# REQUIREMENT
Each line of the listing where the string "derive" appears is to be identified and copied.
═════ THE INPUT
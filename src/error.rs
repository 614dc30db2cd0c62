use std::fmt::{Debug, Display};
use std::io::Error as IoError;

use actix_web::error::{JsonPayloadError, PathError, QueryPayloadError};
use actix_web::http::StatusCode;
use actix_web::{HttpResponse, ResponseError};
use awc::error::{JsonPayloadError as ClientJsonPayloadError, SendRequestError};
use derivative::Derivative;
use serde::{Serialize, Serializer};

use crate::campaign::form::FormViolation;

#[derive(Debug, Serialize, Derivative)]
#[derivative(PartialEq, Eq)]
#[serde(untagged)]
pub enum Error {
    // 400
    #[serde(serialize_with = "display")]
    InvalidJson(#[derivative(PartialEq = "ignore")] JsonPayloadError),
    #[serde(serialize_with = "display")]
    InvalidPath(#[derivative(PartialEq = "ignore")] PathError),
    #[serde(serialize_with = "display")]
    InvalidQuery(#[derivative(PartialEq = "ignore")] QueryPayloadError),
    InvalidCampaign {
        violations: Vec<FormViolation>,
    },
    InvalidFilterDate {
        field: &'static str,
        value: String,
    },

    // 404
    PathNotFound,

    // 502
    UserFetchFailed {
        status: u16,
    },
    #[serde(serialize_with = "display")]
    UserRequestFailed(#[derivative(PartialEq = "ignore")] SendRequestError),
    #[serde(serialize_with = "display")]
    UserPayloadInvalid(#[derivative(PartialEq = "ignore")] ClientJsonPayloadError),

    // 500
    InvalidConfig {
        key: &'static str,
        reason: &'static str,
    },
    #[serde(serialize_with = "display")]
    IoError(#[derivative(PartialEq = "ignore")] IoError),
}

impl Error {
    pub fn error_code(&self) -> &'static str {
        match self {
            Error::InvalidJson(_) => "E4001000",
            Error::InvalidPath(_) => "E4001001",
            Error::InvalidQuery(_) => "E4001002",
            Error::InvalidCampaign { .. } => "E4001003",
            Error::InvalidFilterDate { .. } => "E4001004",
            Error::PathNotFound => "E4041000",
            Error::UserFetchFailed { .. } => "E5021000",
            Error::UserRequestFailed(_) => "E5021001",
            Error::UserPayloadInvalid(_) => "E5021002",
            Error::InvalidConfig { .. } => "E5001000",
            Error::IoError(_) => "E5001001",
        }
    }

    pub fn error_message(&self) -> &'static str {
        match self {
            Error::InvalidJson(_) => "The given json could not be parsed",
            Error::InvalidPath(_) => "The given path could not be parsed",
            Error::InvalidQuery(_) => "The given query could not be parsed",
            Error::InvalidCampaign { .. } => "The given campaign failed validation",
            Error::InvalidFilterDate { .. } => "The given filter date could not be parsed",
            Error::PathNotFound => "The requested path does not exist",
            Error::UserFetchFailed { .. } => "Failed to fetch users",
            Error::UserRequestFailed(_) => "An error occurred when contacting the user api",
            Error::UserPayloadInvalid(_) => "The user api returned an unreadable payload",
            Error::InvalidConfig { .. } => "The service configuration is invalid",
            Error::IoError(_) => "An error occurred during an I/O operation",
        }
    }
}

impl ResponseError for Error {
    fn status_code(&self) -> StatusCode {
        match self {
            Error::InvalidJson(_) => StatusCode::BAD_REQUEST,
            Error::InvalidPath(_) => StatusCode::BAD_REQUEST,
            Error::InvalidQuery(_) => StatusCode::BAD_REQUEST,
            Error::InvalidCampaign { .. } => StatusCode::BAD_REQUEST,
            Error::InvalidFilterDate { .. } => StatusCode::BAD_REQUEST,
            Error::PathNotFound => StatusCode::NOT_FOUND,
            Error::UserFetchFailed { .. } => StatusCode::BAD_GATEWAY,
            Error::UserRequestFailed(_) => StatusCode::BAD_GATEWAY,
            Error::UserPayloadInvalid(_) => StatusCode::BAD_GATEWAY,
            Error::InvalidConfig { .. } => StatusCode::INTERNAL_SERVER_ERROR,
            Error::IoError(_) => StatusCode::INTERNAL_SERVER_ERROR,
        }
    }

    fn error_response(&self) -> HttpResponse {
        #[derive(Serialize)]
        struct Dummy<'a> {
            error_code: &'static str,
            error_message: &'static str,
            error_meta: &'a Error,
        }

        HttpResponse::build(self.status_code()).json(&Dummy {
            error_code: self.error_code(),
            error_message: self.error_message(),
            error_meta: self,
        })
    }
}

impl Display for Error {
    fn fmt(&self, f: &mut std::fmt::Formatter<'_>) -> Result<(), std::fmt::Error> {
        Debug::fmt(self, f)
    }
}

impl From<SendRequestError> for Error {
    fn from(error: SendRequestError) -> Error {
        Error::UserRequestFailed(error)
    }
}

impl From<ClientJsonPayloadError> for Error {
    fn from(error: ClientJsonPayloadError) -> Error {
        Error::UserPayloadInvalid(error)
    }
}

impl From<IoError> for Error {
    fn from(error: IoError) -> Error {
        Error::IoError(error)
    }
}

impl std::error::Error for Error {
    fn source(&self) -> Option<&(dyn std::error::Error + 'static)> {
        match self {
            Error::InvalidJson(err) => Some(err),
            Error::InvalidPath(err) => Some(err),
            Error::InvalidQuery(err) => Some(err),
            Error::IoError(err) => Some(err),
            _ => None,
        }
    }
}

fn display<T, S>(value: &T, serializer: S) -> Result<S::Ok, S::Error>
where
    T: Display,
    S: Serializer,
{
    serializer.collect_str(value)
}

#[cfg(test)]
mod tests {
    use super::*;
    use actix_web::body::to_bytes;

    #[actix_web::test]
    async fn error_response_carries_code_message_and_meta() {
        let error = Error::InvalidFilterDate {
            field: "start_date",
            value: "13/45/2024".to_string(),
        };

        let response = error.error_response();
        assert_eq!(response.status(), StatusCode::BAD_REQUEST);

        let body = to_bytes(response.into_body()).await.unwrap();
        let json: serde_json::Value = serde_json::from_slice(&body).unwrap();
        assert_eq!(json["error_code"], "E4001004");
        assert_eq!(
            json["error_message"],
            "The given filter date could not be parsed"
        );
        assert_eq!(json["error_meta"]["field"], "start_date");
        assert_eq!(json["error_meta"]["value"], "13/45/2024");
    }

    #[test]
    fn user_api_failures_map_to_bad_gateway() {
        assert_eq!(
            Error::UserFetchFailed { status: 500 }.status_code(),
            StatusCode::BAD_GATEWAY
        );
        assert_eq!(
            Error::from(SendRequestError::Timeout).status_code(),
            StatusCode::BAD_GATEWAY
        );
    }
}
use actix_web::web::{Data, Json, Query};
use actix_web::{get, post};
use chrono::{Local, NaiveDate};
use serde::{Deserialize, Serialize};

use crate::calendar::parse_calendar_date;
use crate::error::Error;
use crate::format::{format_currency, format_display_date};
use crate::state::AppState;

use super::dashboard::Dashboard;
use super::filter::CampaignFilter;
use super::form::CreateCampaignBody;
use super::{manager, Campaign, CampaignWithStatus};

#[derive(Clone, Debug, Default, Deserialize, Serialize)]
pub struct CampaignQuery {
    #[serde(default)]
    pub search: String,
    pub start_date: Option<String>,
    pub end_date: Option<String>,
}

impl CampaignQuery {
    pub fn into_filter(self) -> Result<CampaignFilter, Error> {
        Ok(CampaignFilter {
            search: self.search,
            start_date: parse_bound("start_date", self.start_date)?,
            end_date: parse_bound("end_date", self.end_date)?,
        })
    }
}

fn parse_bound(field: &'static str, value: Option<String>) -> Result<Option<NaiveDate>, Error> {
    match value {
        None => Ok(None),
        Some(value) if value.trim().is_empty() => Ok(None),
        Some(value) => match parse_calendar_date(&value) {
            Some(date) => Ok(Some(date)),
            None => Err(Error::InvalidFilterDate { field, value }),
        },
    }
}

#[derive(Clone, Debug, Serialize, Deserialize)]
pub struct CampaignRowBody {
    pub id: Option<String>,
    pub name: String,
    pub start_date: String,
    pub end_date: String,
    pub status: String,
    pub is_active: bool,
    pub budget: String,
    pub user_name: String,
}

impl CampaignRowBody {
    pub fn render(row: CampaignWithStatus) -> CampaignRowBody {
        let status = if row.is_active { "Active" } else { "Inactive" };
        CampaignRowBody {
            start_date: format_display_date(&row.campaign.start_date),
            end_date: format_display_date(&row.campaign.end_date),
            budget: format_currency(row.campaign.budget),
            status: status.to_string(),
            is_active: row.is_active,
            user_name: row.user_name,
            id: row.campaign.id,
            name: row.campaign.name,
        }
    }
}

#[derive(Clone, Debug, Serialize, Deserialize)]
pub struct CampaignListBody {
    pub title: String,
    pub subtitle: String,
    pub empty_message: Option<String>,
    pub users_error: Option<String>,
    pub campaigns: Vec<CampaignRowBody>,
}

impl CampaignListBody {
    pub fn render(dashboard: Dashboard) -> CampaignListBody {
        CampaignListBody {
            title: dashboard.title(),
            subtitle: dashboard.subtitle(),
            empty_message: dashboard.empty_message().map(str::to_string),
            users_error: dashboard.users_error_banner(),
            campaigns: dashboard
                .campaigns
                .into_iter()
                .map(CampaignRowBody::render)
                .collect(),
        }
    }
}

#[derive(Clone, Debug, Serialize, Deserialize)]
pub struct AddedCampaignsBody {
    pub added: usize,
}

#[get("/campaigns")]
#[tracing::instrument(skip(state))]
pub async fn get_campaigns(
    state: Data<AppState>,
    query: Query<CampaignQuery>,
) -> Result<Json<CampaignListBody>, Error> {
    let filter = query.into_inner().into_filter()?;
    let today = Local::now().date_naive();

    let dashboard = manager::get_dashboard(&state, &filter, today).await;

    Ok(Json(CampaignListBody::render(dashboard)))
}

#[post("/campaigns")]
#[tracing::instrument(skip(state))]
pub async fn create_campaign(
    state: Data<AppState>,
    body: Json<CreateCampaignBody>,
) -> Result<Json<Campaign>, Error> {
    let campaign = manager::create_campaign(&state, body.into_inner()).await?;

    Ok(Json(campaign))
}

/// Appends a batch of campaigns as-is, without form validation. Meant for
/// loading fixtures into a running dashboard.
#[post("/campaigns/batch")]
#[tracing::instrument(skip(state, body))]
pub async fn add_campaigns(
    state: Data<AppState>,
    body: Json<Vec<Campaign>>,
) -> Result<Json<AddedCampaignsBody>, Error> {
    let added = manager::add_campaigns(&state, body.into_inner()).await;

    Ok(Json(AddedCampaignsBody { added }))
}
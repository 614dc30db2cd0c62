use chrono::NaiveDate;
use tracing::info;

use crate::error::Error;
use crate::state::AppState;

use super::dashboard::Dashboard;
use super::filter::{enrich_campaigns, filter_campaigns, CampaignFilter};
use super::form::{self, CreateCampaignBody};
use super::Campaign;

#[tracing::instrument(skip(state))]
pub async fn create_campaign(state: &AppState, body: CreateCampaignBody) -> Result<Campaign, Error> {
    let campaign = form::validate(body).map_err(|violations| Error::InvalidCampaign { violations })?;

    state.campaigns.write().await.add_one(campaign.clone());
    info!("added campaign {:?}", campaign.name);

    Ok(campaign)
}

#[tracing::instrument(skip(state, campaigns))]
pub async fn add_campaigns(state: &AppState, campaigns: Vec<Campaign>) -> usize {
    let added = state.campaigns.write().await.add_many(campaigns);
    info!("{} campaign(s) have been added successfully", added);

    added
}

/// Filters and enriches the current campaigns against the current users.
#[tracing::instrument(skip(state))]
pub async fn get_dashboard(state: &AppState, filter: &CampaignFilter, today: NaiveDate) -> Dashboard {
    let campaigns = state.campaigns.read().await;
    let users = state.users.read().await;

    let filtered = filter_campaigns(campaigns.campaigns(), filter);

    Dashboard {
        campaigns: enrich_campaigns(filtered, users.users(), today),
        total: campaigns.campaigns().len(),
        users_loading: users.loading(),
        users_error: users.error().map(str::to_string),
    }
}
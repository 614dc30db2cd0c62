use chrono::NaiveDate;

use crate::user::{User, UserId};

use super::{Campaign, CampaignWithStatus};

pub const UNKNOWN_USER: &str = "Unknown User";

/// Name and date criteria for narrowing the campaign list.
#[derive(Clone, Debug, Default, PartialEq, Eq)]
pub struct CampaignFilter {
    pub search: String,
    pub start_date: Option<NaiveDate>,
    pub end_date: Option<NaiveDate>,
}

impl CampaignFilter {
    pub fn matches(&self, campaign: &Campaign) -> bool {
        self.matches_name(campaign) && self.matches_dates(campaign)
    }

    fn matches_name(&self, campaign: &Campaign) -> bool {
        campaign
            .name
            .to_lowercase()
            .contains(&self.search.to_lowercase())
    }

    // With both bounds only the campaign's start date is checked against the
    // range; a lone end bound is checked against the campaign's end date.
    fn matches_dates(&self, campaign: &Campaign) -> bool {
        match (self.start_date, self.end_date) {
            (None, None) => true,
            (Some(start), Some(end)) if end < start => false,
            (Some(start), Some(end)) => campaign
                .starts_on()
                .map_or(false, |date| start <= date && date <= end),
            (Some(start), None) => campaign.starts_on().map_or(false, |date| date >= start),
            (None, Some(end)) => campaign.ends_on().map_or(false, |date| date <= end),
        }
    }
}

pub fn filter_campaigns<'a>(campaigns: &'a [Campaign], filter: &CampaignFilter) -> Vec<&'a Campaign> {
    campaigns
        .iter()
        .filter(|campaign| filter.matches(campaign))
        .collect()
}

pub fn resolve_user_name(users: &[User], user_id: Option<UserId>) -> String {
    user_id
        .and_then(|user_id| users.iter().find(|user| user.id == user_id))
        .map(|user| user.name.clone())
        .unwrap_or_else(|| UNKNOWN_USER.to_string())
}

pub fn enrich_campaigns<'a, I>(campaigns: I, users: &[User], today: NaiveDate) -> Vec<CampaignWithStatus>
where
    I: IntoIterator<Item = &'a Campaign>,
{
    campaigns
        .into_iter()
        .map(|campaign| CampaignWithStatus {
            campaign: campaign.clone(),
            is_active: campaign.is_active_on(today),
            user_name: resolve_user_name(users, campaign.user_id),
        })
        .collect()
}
══════════
# EXERCISE RESULT
#[derive(Debug, Serialize, Derivative)]
        #[derive(Serialize)]
#[derive(Clone, Debug, Default, Deserialize, Serialize)]
#[derive(Clone, Debug, Serialize, Deserialize)]
#[derive(Clone, Debug, Serialize, Deserialize)]
#[derive(Clone, Debug, Serialize, Deserialize)]
#[derive(Clone, Debug, Default, PartialEq, Eq)]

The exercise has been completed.